The humble platformer was a staple of the 8 and 16-bit eras, progressing from its basic, blocky beginnings to levels of detail and complexity that could barely have been imagined way back in the early days. Unfortunately this meant that the market often felt over-saturated, and for every good game there were at least half a dozen mediocre ones. Fast-forward 30-odd years and enter The Bear Essentials, the platformer may have fallen slightly out of favour in modern gaming, but for developers still supporting the old micros it remains a very popular choice, and as such it takes a lot to stand out from the crowd. It’s a delight, then, to discover a game that doesn’t just stand out, it puts on a rainbow wig, drapes itself in flashing neon lights and blows a trombone down your ear-hole.
Developed by Graham Axten and published by Pond Software, ‘The Bear Essentials’ is a colourful flick-screen adventure in which you guide Bear to collect fruit for his family. To get through the winter he’ll need a mighty 326 apples, and these are scattered liberally around the six areas that surround his home. Unfortunately the rest of the forest creatures are also out foraging for food and will kill him instantly if he touches them, so it takes a skilful touch to successfully navigate and clear each screen.
Bear can traverse the environment by moving left and right and jumping, and can choose to clear each area in any order he pleases except for the mines, which only open when all of the others have been completed. The numerous screens which make up each area are linked together in a relatively complex manner, which means you’ll need to wear your best exploring hat, too – especially as some apples can only be collected by coming back to a screen later from a different direction.
Right from the off, The Bear Essentials is a polished and beautiful game and you’ll often forget that it’s running within the constraints of 35-year-old hardware. The large and varied sprites are depicted in a cuddly cartoon style which oozes character, and both Bear and his enemies are superbly animated (Bear’s charming idle animations being particularly endearing). The backgrounds are also excellent, and each area has its own graphical theme and background tune; this breaks up the game nicely into chunks and helps to prevent the map from becoming too difficult to navigate.
The controls are both simple and tight, and rather pleasingly it’s possible to change Bear’s direction in mid-air; this allows you to pull off more complicated moves and as a consequence the screen layouts are more varied and complex than many games of its type. Exploring and collecting the apples is both challenging and fun, and although it can be tough at times it never feels unfair – if you die (and you will) you’ll always know it was because you were impatient or foolhardy. A series of continues and passwords are provided to help you reach those later stages, and the game feels perfectly pitched to encourage you back time and again, getting a little further on each attempt.
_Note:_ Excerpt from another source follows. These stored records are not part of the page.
//! API router.
//!
//! Returns a composable `Router` that can be mounted on any axum server.
//! Routes are nested under `/api/`.
//!
//! Layers (outermost → innermost):
//! 1. Cache-Control: no-store → 2. Trace → 3. Identity (protected routes only)

use std::sync::Arc;

use axum::http::header::CACHE_CONTROL;
use axum::http::HeaderValue;
use axum::routing::{get, post};
use axum::Router;
use tower_http::set_header::SetResponseHeaderLayer;
use tower_http::trace::TraceLayer;

use crate::api::endpoints;
use crate::api::middleware;
use crate::api::types::ApiContext;
use crate::core_state::CoreState;

/// Build the API router with every route under `/api/`.
pub fn api_router(core: Arc<CoreState>) -> Router {
    build_router(ApiContext::new(core))
}

pub(crate) fn build_router(ctx: ApiContext) -> Router {
    // NOTE: Path params use `:param` syntax (matchit 0.7 / axum 0.7).
    let protected = Router::new()
        .route(
            "/diseases",
            get(endpoints::diseases::list).post(endpoints::diseases::create),
        )
        .route("/diseases/:id/treatments", get(endpoints::diseases::treatments))
        .route("/operators", get(endpoints::diseases::operators))
        .route("/diagnoses", get(endpoints::diagnoses::list))
        .route("/diagnoses/:id", get(endpoints::diagnoses::detail))
        .route("/diagnoses/:id/relabel", post(endpoints::diagnoses::relabel))
        .route("/diagnoses/:id/recreate", post(endpoints::diagnoses::recreate))
        .route(
            "/recommendations",
            get(endpoints::recommendations::list).post(endpoints::recommendations::create),
        )
        .route("/recommendations/:id", get(endpoints::recommendations::detail))
        .route("/tasks", get(endpoints::tasks::list))
        .route("/tasks/:id", get(endpoints::tasks::detail))
        .route("/tasks/:id/status", post(endpoints::tasks::set_status))
        .route("/stats", get(endpoints::stats::snapshot))
        .route(
            "/reports",
            get(endpoints::reports::list).post(endpoints::reports::create),
        )
        .route("/reports/:id", get(endpoints::reports::detail))
        .route("/audit", get(endpoints::audit::list))
        .route("/audit/:table/:record_id", get(endpoints::audit::trail))
        .with_state(ctx.clone())
        .layer(axum::middleware::from_fn(middleware::identity::require_actor));

    // Health checks and pipeline intake carry no end-user identity.
    let unprotected = Router::new()
        .route("/health", get(endpoints::health::check))
        .route("/diagnoses", post(endpoints::diagnoses::submit))
        .with_state(ctx);

    Router::new()
        .nest("/api", protected)
        .nest("/api", unprotected)
        .layer(TraceLayer::new_for_http())
        .layer(SetResponseHeaderLayer::overriding(
            CACHE_CONTROL,
            HeaderValue::from_static("no-store"),
        ))
}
With so many platform games already in the bank, it’s difficult to bring something new to the table; The Bear Essentials doesn’t redefine what the platformer is, but it does take a well-worn template and execute it to an impressively high standard. While it won’t win any awards for originality, it’s a gorgeous, fun and addictive game, and one of the best examples of the genre in a long time. A superb title, which deserves a place in anyone’s collection.
The Bear Essentials can be downloaded for free from the Pond Software web site and a disk-based version for real hardware will be available to buy shortly.
With so many platform games already in the bank, it’s difficult to bring something new to the table; The Bear Essentials doesn’t redefine what the platformer is, but it does take a well-worn template and execute it to an impressively high standard.